The basket is the removable part that plugs the drain when you want to fill the sink with water and the strainer catches large chunks of food to prevent clogs.
The Flange of the basket strainer goes on the inside of the sink and the rubber washer/gasket, paper gasket, pressure cup and nut are under the sink. The rubber washer seals the sink from below, putty or caulk seal the flange to the sink from above.

Figure 3. Parts of Kitchen Drain Assembly under the Sink.
As the nut is tightened, it squeezes the lower part of the basket assembly towards the bottom of the sink and at the same time pulls the flange down onto the upper part of the sink. The threads also used to attach the drain line to the basket strainer.
The flange of the basket strainer must be sealed on the upper part of the sink with plumbers putty or silicon sealant. Both types of sealant have their pros and cons, but either will work if installed correctly.
Plumbers putty will stain porous materials, like marble, so caulk must be used. Plumbers putty is easy to install and easy to clean up. It is also very easy to remove if the drain needs to be removed in the future. Silicon caulk or sealant is also easy to install, but harder to clean up, especially if it skims over and will require lots of hard work and/or the solvents to remove from the sink in the future.
Remember the purpose of the putty or the caulking is keep water from leaking out of the sink from under the drain flange. The purpose is not to stick the drain to the sink. The drain assembly is sealed from below by the rubber washer/gasket.
Steps to Install Drain Assembly in Kitchen Sink
- Clean all dirt, dust or old putty from around the drain hole and the drain assembly
- Place a rope of plumbers putty or apply caulk evenly around the drain hole
- Place strainer flange over putty or caulk in the drain hole
- Assemble rubber washer/gasket, paper gasket, pressure cup and nut under the sink
- Hand tighten nut, then tighten firmly with channel lock pliers
- Clean away excess putty from drain inside the sink
After making sure the area around the drain hole is clean, if using plumbers putty, roll a golf ball sized piece of putty between your hands until if forms a thin rope.

Figure 4. Rope of Plumbers Putty Applied in Ring around Drain Hole.
Apply the rope of putty around the drain hole as in Figure 4. If using caulk, apply a continuous bead around the hole.
Place the flange of the drain carefully on the rope of putty or the bead of caulk, then assemble the parts of the drain as shown if Figures 2 and 3.
On the underside of the sink, make sure the rubber washer is against the sink and the paper gasket is between the rubber washer and the cup or nut that contacts it from below.
The paper gasket is a friction gasket, the purpose of which is to allow the cup or nut to slide easily past the rubber washer as the nut is tightened. The paper gasket does not go between the flange and the sink on the upper side of the sink.
If using plumbers putty, tighten the nut completely and then clean up excess putty as shown in Figure 5.

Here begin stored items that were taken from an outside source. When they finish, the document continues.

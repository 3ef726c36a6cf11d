//! Probabilistic primality and random prime generation
//!
//! This module houses the probable-prime machinery behind RSA key
//! generation:
//!
//! - uniform random big integers of a requested bit width,
//! - a trial-division pre-screen against a fixed table of small primes,
//!   rejecting obvious composites before any modular exponentiation runs,
//! - the Miller–Rabin witness loop, and
//! - a random-prime search, in both a single-threaded form and a
//!   multi-threaded form that races several workers and keeps the first
//!   find.
//!
//! A candidate that survives `t` rounds of Miller–Rabin is composite with
//! probability at most `4^(−t)`; the RSA layer uses `t = 20` by default.
//!
//! ## Threading model
//!
//! The parallel search is the only place in the crate that spawns threads.
//! Workers share exactly two things: an atomic stop flag, written once, and
//! a mutex-guarded result slot, written once. Every worker owns its own
//! OS-seeded generator and all of its candidate values; the winning value
//! moves into the result slot under the mutex, after which the stop flag
//! release makes every other worker wind down. The caller joins all workers
//! before reading the slot.

mod random;

pub use random::{random_bits, random_in_range};

use crate::bignum::BigNum;
use crate::rng::Csprng;
use std::cmp::Ordering;
use std::sync::Mutex;
use std::sync::atomic::{AtomicBool, Ordering as AtomicOrdering};
use std::thread;

/// Every prime up to and including 401.
///
/// Trial division by this table is cheap compared to a single Miller–Rabin
/// round and filters the overwhelming majority of random candidates.
const SMALL_PRIMES: [u32; 79] = [
    2, 3, 5, 7, 11, 13, 17, 19, 23, 29, 31, 37, 41, 43, 47, 53, 59, 61, 67, 71, 73, 79, 83, 89,
    97, 101, 103, 107, 109, 113, 127, 131, 137, 139, 149, 151, 157, 163, 167, 173, 179, 181, 191,
    193, 197, 199, 211, 223, 227, 229, 233, 239, 241, 251, 257, 263, 269, 271, 277, 281, 283, 293,
    307, 311, 313, 317, 331, 337, 347, 349, 353, 359, 367, 373, 379, 383, 389, 397, 401,
];

/// Miller–Rabin probable-prime test.
///
/// Writes `candidate − 1 = 2^s · u` with `u` odd, then runs `rounds`
/// independent witness rounds. Each round samples a witness `a` uniformly
/// from `[2, candidate)` and passes when `a^u ≡ 1` or
/// `a^(u·2^j) ≡ candidate − 1 (mod candidate)` for some `j ∈ [0, s)`;
/// a single failing round proves the candidate composite.
///
/// Returns true when every round passes. Values below 2 and even values
/// other than 2 are rejected outright.
pub fn is_probable_prime(candidate: &BigNum, rounds: u32, rng: &mut Csprng) -> bool {
    let one = BigNum::from(1u32);
    let two = BigNum::from(2u32);

    match candidate.unsigned_cmp(&two) {
        Ordering::Less => return false,
        Ordering::Equal => return true,
        Ordering::Greater => {}
    }
    if candidate.is_even() {
        return false;
    }

    let candidate_minus_1 = candidate.sub(&one);

    // Strip the factors of two from candidate − 1.
    let mut odd_part = candidate_minus_1.clone();
    let mut two_exponent = 0usize;
    let mut previous = odd_part.clone();
    let mut bit = odd_part.halve();
    while bit == 0 {
        two_exponent += 1;
        previous = odd_part.clone();
        bit = odd_part.halve();
    }
    let odd_part = previous;

    let pow = |base: &BigNum, exponent: &BigNum| {
        base.mod_pow(exponent, candidate)
            .expect("candidate is nonzero")
    };

    for _ in 0..rounds {
        let witness = random_in_range(rng, &two, candidate);

        let mut passed = pow(&witness, &odd_part) == one;
        if !passed {
            for j in 0..two_exponent {
                let exponent = odd_part.mul_pow2(j);
                if pow(&witness, &exponent) == candidate_minus_1 {
                    passed = true;
                    break;
                }
            }
        }

        if !passed {
            return false;
        }
    }

    true
}

/// Draws random values of the requested width until one survives the
/// small-prime trial-division screen.
fn screened_candidate(rng: &mut Csprng, bits: usize) -> BigNum {
    'search: loop {
        let candidate = random_bits(rng, bits);

        for &prime in SMALL_PRIMES.iter() {
            let divisor = BigNum::from(prime);
            if (&candidate % &divisor).is_zero() {
                continue 'search;
            }
        }

        return candidate;
    }
}

/// Searches for a random probable prime of at most `bits` bits.
///
/// Candidates are drawn uniformly, filtered through the small-prime
/// screen, and then subjected to `rounds` Miller–Rabin rounds; the loop
/// runs until a candidate survives. Termination is probabilistic but
/// assured in practice by the density of primes.
pub fn random_prime(rng: &mut Csprng, bits: usize, rounds: u32) -> BigNum {
    loop {
        let candidate = screened_candidate(rng, bits);

        if is_probable_prime(&candidate, rounds, rng) {
            return candidate;
        }
    }
}

/// Races several worker threads over [`random_prime`] and returns the
/// first find.
///
/// `threads` asks for a worker count: zero or a negative value selects the
/// machine's available parallelism, and larger requests are clamped to it.
/// Each worker seeds its own generator from the operating system and checks
/// the shared stop flag once per candidate. The first worker to find a
/// probable prime publishes it under the result mutex (only if the slot is
/// still empty) and raises the stop flag; everyone else winds down.
pub fn random_prime_parallel(bits: usize, rounds: u32, threads: i32) -> BigNum {
    let available = thread::available_parallelism()
        .map(|n| n.get())
        .unwrap_or(1);
    let workers = if threads <= 0 {
        available
    } else {
        (threads as usize).min(available)
    };

    let stop = AtomicBool::new(false);
    let slot: Mutex<Option<BigNum>> = Mutex::new(None);

    thread::scope(|scope| {
        for _ in 0..workers {
            scope.spawn(|| {
                let mut rng = Csprng::new();

                while !stop.load(AtomicOrdering::Acquire) {
                    let candidate = screened_candidate(&mut rng, bits);

                    if is_probable_prime(&candidate, rounds, &mut rng) {
                        let mut found = slot.lock().expect("prime search worker panicked");
                        if found.is_none() {
                            *found = Some(candidate);
                            stop.store(true, AtomicOrdering::Release);
                        }
                        break;
                    }
                }
            });
        }
    });

    slot.into_inner()
        .expect("prime search worker panicked")
        .expect("prime search finished without a result")
}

Figure 5. Installed drain assembly showing excess plumbers putty.
If using caulk, tighten the nut only part way until caulk starts to compress and starts to squeeze out. Allow the caulk to skim over then tighten the nut completely.
It helps to holding the basket with needle nose pliers so it does not rotate while tightening the nut. If your arm is not long enough, you may need a helper.
How To Install A Kitchen Sink Strainer Basket Video
For a professional look, make sure any brand names or logos that show on the flange are centered and upright.
After clean up, fill the sink and check for leaks. Chances are, if there are no leaks now, the drain will not leak for many years unless the sink are is vibrated by a washing machine or drier.
Just make sure to check under the sink on a regular basis to make sure there are no leaks from any source. We had a fairly expensive band name faucet that started leaking. The faucet would have to be repaired or replaced, but my failure to check under the sink allowed a small leak to turn into a larger problem.
Is it a big problem if I didn’t use the paper gasket?
If there are no leaks, then it won’t be a problem. The paper gasket just helps with relieving the friction between the rubber gasket and the metal lip of the pressure cup so that it doesn’t “kink” when tightened. If you were able to get a tight seal without the paper gasket, then it should be okay. Of course, be sure to check for leaks once you turn the water back on.
I have a strainer that leaks and every time. What am I doing wrong?
You may not be getting a proper seal between the sink and strainer. Where exactly is it leaking?
I am trying to remove the drain assembly similar to the one in your photos so that I can install a garbage disposal. I got the lock nut off but can’t get the pressure cup to budge. I tried twisting it by hand and also tapping it with a rubber mallet and it just won’t come loose. I have an integrated corian sink and am reluctant to use to much force out of fear that I might damage the sink which would then require replacement of the entire countertop.
Any advice you could provide would be greatly appreciated!
Thanks. Frank
Frank – Once the lock nut is off, it shouldn’t be that hard to remove the pressure cup. It should just pop out with little force so I’m not sure why yours is stuck. And yes, I wouldn’t want to apply too much force for the same reason of damaging the sink. The only thing I can think of is that some kind of sealant was previously applied where it shouldn’t have.
Edit: Frank later told us how he was finally able to remove the pressure cup:
“Thanks. I’m going to try heating it with a hair dryer and slipping a putty knife between the gasket and sink. Hopefully that will do the trick. If not, I’ll have to call in a plumber….
(Were you able to remove it?) “Yes. Pried it off with a putty knife and screwdriver.”
The lock nut on my drain is about 5 inches in diameter and I have nothing that can grab and turn it. And it is locked in place and will not turn. Should I use a chisel and a hammer to tap one of the “ears” on the locking nut to loosen it up? Or is there a tool that will facilitate removing the locking nut?
Help plese..
There is a locknut wrench made specifically to get it off. We didn’t have one either, but we were able to use a pipe wrench that was big enough to get it off.
I used putty but didn’t use enough. So I put clear caulk on the top. How long will it hold?
Did you put the caulk on top of the putty?
question to remove old drain strainer: in the “Figure 3. Parts of Kitchen Drain Assembly under the Sink.”, there are three nuts:
1) lock nut holding basket.
2) nut holding extension pipe to drain strainer.
3) nut holding extension pipe to pipe.
which order to loose the nuts?
It doesn’t matter so much, but if you start from the bottom and work your way up to the basket there will be more room to work.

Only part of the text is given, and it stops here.